• DATA EXTRACTS:

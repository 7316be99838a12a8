use time::macros::format_description;
use tracing_subscriber::fmt::time::LocalTime;
use tracing_subscriber::EnvFilter;

/// Installs the global tracing subscriber. `RUST_LOG` wins over `verbose`.
pub fn setup_logging(verbose: bool) {
    let default_level = if verbose { "info" } else { "error" };
    let filter =
        EnvFilter::try_from_default_env().unwrap_or_else(|_| EnvFilter::new(default_level));

    let timer = LocalTime::new(format_description!(
        "[hour]:[minute]:[second].[subsecond digits:3]"
    ));

    tracing_subscriber::fmt()
        .with_env_filter(filter)
        .with_timer(timer)
        .with_target(false)
        .with_writer(std::io::stderr)
        .init();
}

pub fn format_number(num: u64) -> String {
    let digits = num.to_string();
    let mut out = String::with_capacity(digits.len() + digits.len() / 3);
    for (i, c) in digits.chars().enumerate() {
        if i > 0 && (digits.len() - i) % 3 == 0 {
            out.push(',');
        }
        out.push(c);
    }
    out
}

/// Escapes text for HTML and SVG content and attribute values.
pub fn escape_markup(text: &str) -> String {
    let mut out = String::with_capacity(text.len());
    for c in text.chars() {
        match c {
            '&' => out.push_str("&amp;"),
            '<' => out.push_str("&lt;"),
            '>' => out.push_str("&gt;"),
            '"' => out.push_str("&quot;"),
            '\'' => out.push_str("&#39;"),
            _ => out.push(c),
        }
    }
    out
}

pub fn validate_args(args: &crate::args::Args) -> anyhow::Result<()> {
    if args.count == 0 {
        anyhow::bail!("post count must be greater than 0");
    }

    if args.top_k == 0 {
        anyhow::bail!("--top-k must be greater than 0");
    }

    if let Some(workers) = args.workers {
        if workers == 0 {
            anyhow::bail!("--workers must be greater than 0");
        }
    }

    url::Url::parse(&args.source_url)
        .map_err(|e| anyhow::anyhow!("--source-url is not a valid URL: {e}"))?;

    Ok(())
}
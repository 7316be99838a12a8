use std::fmt::Write as _;
use std::sync::Mutex;

use crate::error::RenderError;
use crate::tokenize::FrequencyMap;
use crate::utils::escape_markup;

/// Rendered chart bytes plus the MIME type needed to embed them.
#[derive(Debug, Clone, PartialEq, Eq)]
pub struct Image {
    pub mime_type: &'static str,
    pub bytes: Vec<u8>,
}

/// Turns a frequency map into chart images.
///
/// Both methods must behave as pure functions of their input. Implementations
/// that hold non-reentrant drawing state should be wrapped in
/// [`SerializedRenderer`].
pub trait ChartRenderer {
    fn render_wordcloud(&self, freq: &FrequencyMap) -> Result<Image, RenderError>;

    fn render_bar_chart(&self, freq: &FrequencyMap, top_k: usize) -> Result<Image, RenderError>;
}

/// Gives one caller at a time exclusive access to a stateful renderer.
pub struct SerializedRenderer<R> {
    inner: Mutex<R>,
}

impl<R> SerializedRenderer<R> {
    pub fn new(inner: R) -> Self {
        Self {
            inner: Mutex::new(inner),
        }
    }
}

impl<R: ChartRenderer> SerializedRenderer<R> {
    fn with_inner<T>(
        &self,
        chart: &'static str,
        f: impl FnOnce(&R) -> Result<T, RenderError>,
    ) -> Result<T, RenderError> {
        let guard = self.inner.lock().map_err(|_| RenderError::Backend {
            chart,
            reason: "renderer lock poisoned".to_string(),
        })?;
        f(&*guard)
    }
}

impl<R: ChartRenderer> ChartRenderer for SerializedRenderer<R> {
    fn render_wordcloud(&self, freq: &FrequencyMap) -> Result<Image, RenderError> {
        self.with_inner("word cloud", |r| r.render_wordcloud(freq))
    }

    fn render_bar_chart(&self, freq: &FrequencyMap, top_k: usize) -> Result<Image, RenderError> {
        self.with_inner("bar chart", |r| r.render_bar_chart(freq, top_k))
    }
}

/// Stateless SVG charts.
#[derive(Debug, Clone)]
pub struct SvgRenderer {
    pub width: u32,
    pub height: u32,
    /// Words drawn in the cloud, most frequent first.
    pub max_cloud_words: usize,
}

impl Default for SvgRenderer {
    fn default() -> Self {
        Self {
            width: 800,
            height: 400,
            max_cloud_words: 100,
        }
    }
}

const SVG_MIME: &str = "image/svg+xml";
const PALETTE: [&str; 6] = ["#1f77b4", "#ff7f0e", "#2ca02c", "#d62728", "#9467bd", "#8c564b"];
const MIN_FONT: f64 = 14.0;
const MAX_FONT: f64 = 64.0;

impl SvgRenderer {
    fn svg(&self, height: u32, content: &str) -> Image {
        let mut out = String::with_capacity(content.len() + 256);
        let _ = write!(
            out,
            r#"<svg xmlns="http://www.w3.org/2000/svg" width="{w}" height="{h}" viewBox="0 0 {w} {h}">"#,
            w = self.width,
            h = height
        );
        let _ = write!(
            out,
            r#"<rect width="100%" height="100%" fill="white"/>{content}</svg>"#
        );
        Image {
            mime_type: SVG_MIME,
            bytes: out.into_bytes(),
        }
    }
}

impl ChartRenderer for SvgRenderer {
    /// Flows words left to right in rows, font size scaled by frequency.
    fn render_wordcloud(&self, freq: &FrequencyMap) -> Result<Image, RenderError> {
        let words = freq.top_k(self.max_cloud_words);
        if words.is_empty() {
            return Err(RenderError::EmptyVocabulary {
                chart: "word cloud",
            });
        }

        let max = f64::from(words[0].1);
        let min = f64::from(words[words.len() - 1].1);
        let span = (max - min).max(1.0);
        let width = f64::from(self.width);
        let margin = 10.0;

        let mut body = String::new();
        let (mut x, mut baseline, mut row_height) = (margin, margin, 0.0_f64);
        for (index, (word, count)) in words.iter().enumerate() {
            let font = MIN_FONT + (f64::from(*count) - min) / span * (MAX_FONT - MIN_FONT);
            // glyph width estimate for a sans-serif face
            let advance = font * 0.6 * word.chars().count() as f64 + font * 0.4;
            if x + advance > width - margin && x > margin {
                x = margin;
                baseline += row_height;
                row_height = 0.0;
            }
            row_height = row_height.max(font * 1.2);
            let _ = write!(
                body,
                r#"<text x="{x:.1}" y="{y:.1}" font-family="sans-serif" font-size="{font:.1}" fill="{color}">{word}</text>"#,
                y = baseline + font,
                color = PALETTE[index % PALETTE.len()],
                word = escape_markup(word),
            );
            x += advance;
        }

        let height = (baseline + row_height + margin).ceil().max(f64::from(self.height)) as u32;
        Ok(self.svg(height, &body))
    }

    fn render_bar_chart(&self, freq: &FrequencyMap, top_k: usize) -> Result<Image, RenderError> {
        let top = freq.top_k(top_k);
        if top.is_empty() {
            return Err(RenderError::EmptyVocabulary { chart: "bar chart" });
        }

        let (left, right, top_pad, bottom) = (60.0, 20.0, 40.0, 90.0);
        let plot_w = f64::from(self.width) - left - right;
        let plot_h = f64::from(self.height) - top_pad - bottom;
        let max = f64::from(top[0].1);
        let slot = plot_w / top.len() as f64;
        let bar_w = slot * 0.7;
        let axis_y = top_pad + plot_h;

        let mut body = String::new();
        let _ = write!(
            body,
            r#"<text x="{cx:.1}" y="24" text-anchor="middle" font-family="sans-serif" font-size="18">Top {n} Words</text>"#,
            cx = f64::from(self.width) / 2.0,
            n = top.len()
        );
        let _ = write!(
            body,
            r#"<line x1="{left}" y1="{top_pad}" x2="{left}" y2="{axis_y}" stroke="black"/><line x1="{left}" y1="{axis_y}" x2="{x2}" y2="{axis_y}" stroke="black"/>"#,
            x2 = left + plot_w
        );

        for (index, (word, count)) in top.iter().enumerate() {
            let bar_h = f64::from(*count) / max * plot_h;
            let x = left + slot * index as f64 + (slot - bar_w) / 2.0;
            let cx = x + bar_w / 2.0;
            let _ = write!(
                body,
                r#"<rect x="{x:.1}" y="{y:.1}" width="{bar_w:.1}" height="{bar_h:.1}" fill="{fill}"/>"#,
                y = axis_y - bar_h,
                fill = PALETTE[0],
            );
            let _ = write!(
                body,
                r#"<text x="{cx:.1}" y="{vy:.1}" text-anchor="middle" font-family="sans-serif" font-size="11">{count}</text>"#,
                vy = axis_y - bar_h - 4.0,
            );
            let _ = write!(
                body,
                r#"<text x="{cx:.1}" y="{ly:.1}" text-anchor="end" font-family="sans-serif" font-size="12" transform="rotate(-45 {cx:.1} {ly:.1})">{word}</text>"#,
                ly = axis_y + 14.0,
                word = escape_markup(word),
            );
        }

        let _ = write!(
            body,
            r#"<text x="{cx:.1}" y="{y:.1}" text-anchor="middle" font-family="sans-serif" font-size="13">Words</text>"#,
            cx = left + plot_w / 2.0,
            y = f64::from(self.height) - 8.0
        );
        let _ = write!(
            body,
            r#"<text x="16" y="{cy:.1}" text-anchor="middle" font-family="sans-serif" font-size="13" transform="rotate(-90 16 {cy:.1})">Frequency</text>"#,
            cy = top_pad + plot_h / 2.0
        );

        Ok(self.svg(self.height, &body))
    }
}
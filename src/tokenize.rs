use regex::Regex;
use std::collections::hash_map::{self, HashMap};
use std::sync::OnceLock;

fn word_pattern() -> &'static Regex {
    static WORD: OnceLock<Regex> = OnceLock::new();
    // \w is Unicode-aware: alphanumerics plus underscore
    WORD.get_or_init(|| Regex::new(r"\w+").expect("word pattern is valid"))
}

/// Word to occurrence count.
#[derive(Debug, Clone, Default, PartialEq, Eq)]
pub struct FrequencyMap {
    counts: HashMap<String, u32>,
}

impl FrequencyMap {
    pub fn new() -> Self {
        Self::default()
    }

    pub fn add(&mut self, word: impl Into<String>, count: u32) {
        if count == 0 {
            return;
        }
        *self.counts.entry(word.into()).or_insert(0) += count;
    }

    pub fn get(&self, word: &str) -> u32 {
        self.counts.get(word).copied().unwrap_or(0)
    }

    pub fn contains(&self, word: &str) -> bool {
        self.counts.contains_key(word)
    }

    pub fn keys(&self) -> impl Iterator<Item = &str> {
        self.counts.keys().map(String::as_str)
    }

    pub fn iter(&self) -> hash_map::Iter<'_, String, u32> {
        self.counts.iter()
    }

    pub fn len(&self) -> usize {
        self.counts.len()
    }

    pub fn is_empty(&self) -> bool {
        self.counts.is_empty()
    }

    /// Sum of all counts.
    pub fn total(&self) -> u64 {
        self.counts.values().map(|&c| u64::from(c)).sum()
    }

    /// Sums counts for shared words and keeps the rest.
    pub fn merge(&self, other: &FrequencyMap) -> FrequencyMap {
        let mut merged = self.clone();
        for (word, &count) in &other.counts {
            merged.add(word.as_str(), count);
        }
        merged
    }

    /// The `k` most frequent words, count descending, equal counts in
    /// lexicographic order.
    pub fn top_k(&self, k: usize) -> Vec<(&str, u32)> {
        let mut sorted: Vec<(&str, u32)> = self
            .counts
            .iter()
            .map(|(word, &count)| (word.as_str(), count))
            .collect();
        sorted.sort_by(|a, b| b.1.cmp(&a.1).then_with(|| a.0.cmp(b.0)));
        sorted.truncate(k);
        sorted
    }
}

impl<S: Into<String>> FromIterator<(S, u32)> for FrequencyMap {
    fn from_iter<I: IntoIterator<Item = (S, u32)>>(iter: I) -> Self {
        let mut map = FrequencyMap::new();
        for (word, count) in iter {
            map.add(word, count);
        }
        map
    }
}

/// Lowercases `text` and counts each maximal run of word characters.
pub fn count(text: &str) -> FrequencyMap {
    let lowered = text.to_lowercase();
    let mut map = FrequencyMap::new();
    for token in word_pattern().find_iter(&lowered) {
        map.add(token.as_str(), 1);
    }
    map
}
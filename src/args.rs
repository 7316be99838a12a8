use clap::Parser;
use std::path::PathBuf;

use crate::fetcher::DEFAULT_SOURCE_URL;

#[derive(Parser, Debug)]
#[command(
    name = "postlens",
    about = "Compare title and body vocabulary of posts and render a word-frequency report",
    version,
    long_about = None
)]
pub struct Args {
    /// Number of posts to analyze
    #[arg(default_value_t = 5)]
    pub count: usize,

    /// Report destination, or "-" for stdout
    #[arg(short, long, default_value = "report.html")]
    pub output: PathBuf,

    /// Endpoint returning a JSON array of posts
    #[arg(long, default_value = DEFAULT_SOURCE_URL)]
    pub source_url: String,

    /// Number of worker threads
    #[arg(short, long)]
    pub workers: Option<usize>,

    /// Number of words shown in each bar chart
    #[arg(long, default_value_t = 10)]
    pub top_k: usize,

    /// Skip posts with missing fields instead of failing the run
    #[arg(long)]
    pub lenient: bool,

    /// Enable verbose logging
    #[arg(short, long)]
    pub verbose: bool,
}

• TASK BRIEF:
Copy out every line of the data in which the word "margin" is found.

• TASK RESPONSE:
        let margin = 10.0;
        let (mut x, mut baseline, mut row_height) = (margin, margin, 0.0_f64);
            if x + advance > width - margin && x > margin {
                x = margin;
        let height = (baseline + row_height + margin).ceil().max(f64::from(self.height)) as u32;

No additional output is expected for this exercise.